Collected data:
★ ★ ★

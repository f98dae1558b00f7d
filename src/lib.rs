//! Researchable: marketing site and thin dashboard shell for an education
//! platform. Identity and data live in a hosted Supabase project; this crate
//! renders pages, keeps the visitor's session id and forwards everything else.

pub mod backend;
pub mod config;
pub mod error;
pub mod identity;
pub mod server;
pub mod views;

★ ★ ★

> [Problem to work on]
Please copy out the preceding data in full, exactly as written.

> [Written response]
repository f98dae1558b00f7d
filename src/lib.rs
//! Researchable: marketing site and thin dashboard shell for an education
//! platform. Identity and data live in a hosted Supabase project; this crate
//! renders pages, keeps the visitor's session id and forwards everything else.

pub mod backend;
pub mod config;
pub mod error;
pub mod identity;
pub mod server;
pub mod views;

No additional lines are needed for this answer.